_Task statement:_
Please repeat each of the records that follow, exactly as written.

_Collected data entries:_
============

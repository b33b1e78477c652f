//! Table extraction and normalization
//!
//! Tables are read into rectangular grids of trimmed strings. A cell that
//! spans several grid columns contributes its text once per spanned column,
//! so a merged region shows up as a run of repeated values and the logical
//! row always has as many cells as the table has physical columns. The
//! reassembler later re-derives merges from those repeated runs; extraction
//! itself never collapses them.

use super::super::models::DocumentElement;

/// Extract one table into a [`DocumentElement::Table`].
///
/// `spans` carries the per-cell grid-span values recovered from the raw
/// document XML for this table, when available. Returns `None` for tables
/// with no rows.
pub(crate) fn extract_table(
    table: &docx_rs::Table,
    spans: Option<&Vec<Vec<usize>>>,
) -> Option<DocumentElement> {
    let mut grid: Vec<Vec<String>> = Vec::new();

    for (row_index, table_child) in table.rows.iter().enumerate() {
        let docx_rs::TableChild::TableRow(row) = table_child;
        let row_spans = spans.and_then(|s| s.get(row_index));
        let mut cells = Vec::new();

        for (cell_index, row_child) in row.cells.iter().enumerate() {
            let docx_rs::TableRowChild::TableCell(cell) = row_child;
            let text = extract_cell_text(cell);

            let span = row_spans
                .and_then(|r| r.get(cell_index).copied())
                .unwrap_or(1)
                .max(1);

            // Spanned cells repeat their content, one entry per grid column
            for _ in 0..span {
                cells.push(text.clone());
            }
        }

        if !cells.is_empty() {
            grid.push(cells);
        }
    }

    if grid.is_empty() {
        return None;
    }

    let columns = disambiguate_headers(grid.remove(0));
    let rows = grid
        .into_iter()
        .map(|row| normalize_row(row, columns.len()))
        .collect();

    Some(DocumentElement::Table { columns, rows })
}

/// Extract the trimmed text content of a single cell.
fn extract_cell_text(cell: &docx_rs::TableCell) -> String {
    let mut text = String::new();

    for content in &cell.children {
        if let docx_rs::TableCellContent::Paragraph(para) = content {
            for para_child in &para.children {
                if let docx_rs::ParagraphChild::Run(run) = para_child {
                    for run_child in &run.children {
                        if let docx_rs::RunChild::Text(text_elem) = run_child {
                            if !text.is_empty() && !text.ends_with(' ') {
                                text.push(' ');
                            }
                            text.push_str(&text_elem.text);
                        }
                    }
                }
            }
        }
    }

    text.trim().to_string()
}

/// Turn the first physical row into a unique, non-empty set of column names.
///
/// Blank headers become `Column_<i>` (1-based position). A duplicate gets
/// the smallest `_<n>` suffix that makes it unique, scanning in header
/// order, so `["Name", "Name", ""]` becomes `["Name", "Name_1", "Column_3"]`.
pub(crate) fn disambiguate_headers(raw: Vec<String>) -> Vec<String> {
    let mut columns: Vec<String> = Vec::with_capacity(raw.len());

    for (index, header) in raw.into_iter().enumerate() {
        let base = header.trim().to_string();
        let base = if base.is_empty() {
            format!("Column_{}", index + 1)
        } else {
            base
        };

        let mut name = base.clone();
        let mut suffix = 1;
        while columns.contains(&name) {
            name = format!("{base}_{suffix}");
            suffix += 1;
        }
        columns.push(name);
    }

    columns
}

/// Pad a short row with empty cells, or truncate a long one, so its length
/// always equals the column count.
pub(crate) fn normalize_row(mut row: Vec<String>, width: usize) -> Vec<String> {
    if row.len() > width {
        row.truncate(width);
    } else {
        while row.len() < width {
            row.push(String::new());
        }
    }
    row
}

/// Scan the raw document XML for per-cell grid spans.
///
/// The typed document walk does not expose `w:gridSpan`, so we recover it
/// directly from `word/document.xml`. The result is indexed as
/// `[table][row][cell]` with a span of 1 for unspanned cells. Only
/// top-level tables are recorded; tables nested inside cells are ignored,
/// matching the typed walk.
pub(crate) fn scan_grid_spans(document_xml: &str) -> Vec<Vec<Vec<usize>>> {
    use quick_xml::Reader;
    use quick_xml::events::Event;

    let mut reader = Reader::from_str(document_xml);
    reader.trim_text(true);

    let mut tables: Vec<Vec<Vec<usize>>> = Vec::new();
    let mut table_depth = 0usize;
    let mut current_table: Vec<Vec<usize>> = Vec::new();
    let mut current_row: Vec<usize> = Vec::new();
    let mut in_cell = false;

    let mut buf = Vec::new();
    loop {
        match reader.read_event_into(&mut buf) {
            Ok(Event::Start(ref e)) => match e.name().as_ref() {
                b"w:tbl" => {
                    table_depth += 1;
                    if table_depth == 1 {
                        current_table = Vec::new();
                    }
                }
                b"w:tr" if table_depth == 1 => {
                    current_row = Vec::new();
                }
                b"w:tc" if table_depth == 1 => {
                    in_cell = true;
                    current_row.push(1);
                }
                b"w:gridSpan" if table_depth == 1 && in_cell => {
                    if let Some(span) = read_val_attr(e) {
                        if let Some(last) = current_row.last_mut() {
                            *last = span.max(1);
                        }
                    }
                }
                _ => {}
            },
            Ok(Event::Empty(ref e))
                if e.name().as_ref() == b"w:gridSpan" && table_depth == 1 && in_cell =>
            {
                if let Some(span) = read_val_attr(e) {
                    if let Some(last) = current_row.last_mut() {
                        *last = span.max(1);
                    }
                }
            }
            Ok(Event::End(ref e)) => match e.name().as_ref() {
                b"w:tbl" => {
                    if table_depth == 1 {
                        tables.push(std::mem::take(&mut current_table));
                    }
                    table_depth = table_depth.saturating_sub(1);
                }
                b"w:tr" if table_depth == 1 => {
                    current_table.push(std::mem::take(&mut current_row));
                }
                b"w:tc" if table_depth == 1 => {
                    in_cell = false;
                }
                _ => {}
            },
            Ok(Event::Eof) => break,
            Err(_) => break,
            _ => {}
        }
        buf.clear();
    }

    tables
}

/// Read a numeric `w:val` attribute from an element.
fn read_val_attr(e: &quick_xml::events::BytesStart<'_>) -> Option<usize> {
    for attr in e.attributes().flatten() {
        if attr.key.as_ref() == b"w:val" {
            return String::from_utf8_lossy(&attr.value).parse().ok();
        }
    }
    None
}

============

_Task response:_
repository b33b1e78477c652f
//! Table extraction and normalization
//!
//! Tables are read into rectangular grids of trimmed strings. A cell that
//! spans several grid columns contributes its text once per spanned column,
//! so a merged region shows up as a run of repeated values and the logical
//! row always has as many cells as the table has physical columns. The
//! reassembler later re-derives merges from those repeated runs; extraction
//! itself never collapses them.

use super::super::models::DocumentElement;

/// Extract one table into a [`DocumentElement::Table`].
///
/// `spans` carries the per-cell grid-span values recovered from the raw
/// document XML for this table, when available. Returns `None` for tables
/// with no rows.
pub(crate) fn extract_table(
    table: &docx_rs::Table,
    spans: Option<&Vec<Vec<usize>>>,
) -> Option<DocumentElement> {
    let mut grid: Vec<Vec<String>> = Vec::new();

    for (row_index, table_child) in table.rows.iter().enumerate() {
        let docx_rs::TableChild::TableRow(row) = table_child;
        let row_spans = spans.and_then(|s| s.get(row_index));
        let mut cells = Vec::new();

        for (cell_index, row_child) in row.cells.iter().enumerate() {
            let docx_rs::TableRowChild::TableCell(cell) = row_child;
            let text = extract_cell_text(cell);

            let span = row_spans
                .and_then(|r| r.get(cell_index).copied())
                .unwrap_or(1)
                .max(1);

            // Spanned cells repeat their content, one entry per grid column
            for _ in 0..span {
                cells.push(text.clone());
            }
        }

        if !cells.is_empty() {
            grid.push(cells);
        }
    }

    if grid.is_empty() {
        return None;
    }

    let columns = disambiguate_headers(grid.remove(0));
    let rows = grid
        .into_iter()
        .map(|row| normalize_row(row, columns.len()))
        .collect();

    Some(DocumentElement::Table { columns, rows })
}

/// Extract the trimmed text content of a single cell.
fn extract_cell_text(cell: &docx_rs::TableCell) -> String {
    let mut text = String::new();

    for content in &cell.children {
        if let docx_rs::TableCellContent::Paragraph(para) = content {
            for para_child in &para.children {
                if let docx_rs::ParagraphChild::Run(run) = para_child {
                    for run_child in &run.children {
                        if let docx_rs::RunChild::Text(text_elem) = run_child {
                            if !text.is_empty() && !text.ends_with(' ') {
                                text.push(' ');
                            }
                            text.push_str(&text_elem.text);
                        }
                    }
                }
            }
        }
    }

    text.trim().to_string()
}

/// Turn the first physical row into a unique, non-empty set of column names.
///
/// Blank headers become `Column_<i>` (1-based position). A duplicate gets
/// the smallest `_<n>` suffix that makes it unique, scanning in header
/// order, so `["Name", "Name", ""]` becomes `["Name", "Name_1", "Column_3"]`.
pub(crate) fn disambiguate_headers(raw: Vec<String>) -> Vec<String> {
    let mut columns: Vec<String> = Vec::with_capacity(raw.len());

    for (index, header) in raw.into_iter().enumerate() {
        let base = header.trim().to_string();
        let base = if base.is_empty() {
            format!("Column_{}", index + 1)
        } else {
            base
        };

        let mut name = base.clone();
        let mut suffix = 1;
        while columns.contains(&name) {
            name = format!("{base}_{suffix}");
            suffix += 1;
        }
        columns.push(name);
    }

    columns
}

/// Pad a short row with empty cells, or truncate a long one, so its length
/// always equals the column count.
pub(crate) fn normalize_row(mut row: Vec<String>, width: usize) -> Vec<String> {
    if row.len() > width {
        row.truncate(width);
    } else {
        while row.len() < width {
            row.push(String::new());
        }
    }
    row
}

/// Scan the raw document XML for per-cell grid spans.
///
/// The typed document walk does not expose `w:gridSpan`, so we recover it
/// directly from `word/document.xml`. The result is indexed as
/// `[table][row][cell]` with a span of 1 for unspanned cells. Only
/// top-level tables are recorded; tables nested inside cells are ignored,
/// matching the typed walk.
pub(crate) fn scan_grid_spans(document_xml: &str) -> Vec<Vec<Vec<usize>>> {
    use quick_xml::Reader;
    use quick_xml::events::Event;

    let mut reader = Reader::from_str(document_xml);
    reader.trim_text(true);

    let mut tables: Vec<Vec<Vec<usize>>> = Vec::new();
    let mut table_depth = 0usize;
    let mut current_table: Vec<Vec<usize>> = Vec::new();
    let mut current_row: Vec<usize> = Vec::new();
    let mut in_cell = false;

    let mut buf = Vec::new();
    loop {
        match reader.read_event_into(&mut buf) {
            Ok(Event::Start(ref e)) => match e.name().as_ref() {
                b"w:tbl" => {
                    table_depth += 1;
                    if table_depth == 1 {
                        current_table = Vec::new();
                    }
                }
                b"w:tr" if table_depth == 1 => {
                    current_row = Vec::new();
                }
                b"w:tc" if table_depth == 1 => {
                    in_cell = true;
                    current_row.push(1);
                }
                b"w:gridSpan" if table_depth == 1 && in_cell => {
                    if let Some(span) = read_val_attr(e) {
                        if let Some(last) = current_row.last_mut() {
                            *last = span.max(1);
                        }
                    }
                }
                _ => {}
            },
            Ok(Event::Empty(ref e))
                if e.name().as_ref() == b"w:gridSpan" && table_depth == 1 && in_cell =>
            {
                if let Some(span) = read_val_attr(e) {
                    if let Some(last) = current_row.last_mut() {
                        *last = span.max(1);
                    }
                }
            }
            Ok(Event::End(ref e)) => match e.name().as_ref() {
                b"w:tbl" => {
                    if table_depth == 1 {
                        tables.push(std::mem::take(&mut current_table));
                    }
                    table_depth = table_depth.saturating_sub(1);
                }
                b"w:tr" if table_depth == 1 => {
                    current_table.push(std::mem::take(&mut current_row));
                }
                b"w:tc" if table_depth == 1 => {
                    in_cell = false;
                }
                _ => {}
            },
            Ok(Event::Eof) => break,
            Err(_) => break,
            _ => {}
        }
        buf.clear();
    }

    tables
}

/// Read a numeric `w:val` attribute from an element.
fn read_val_attr(e: &quick_xml::events::BytesStart<'_>) -> Option<usize> {
    for attr in e.attributes().flatten() {
        if attr.key.as_ref() == b"w:val" {
            return String::from_utf8_lossy(&attr.value).parse().ok();
        }
    }
    None
}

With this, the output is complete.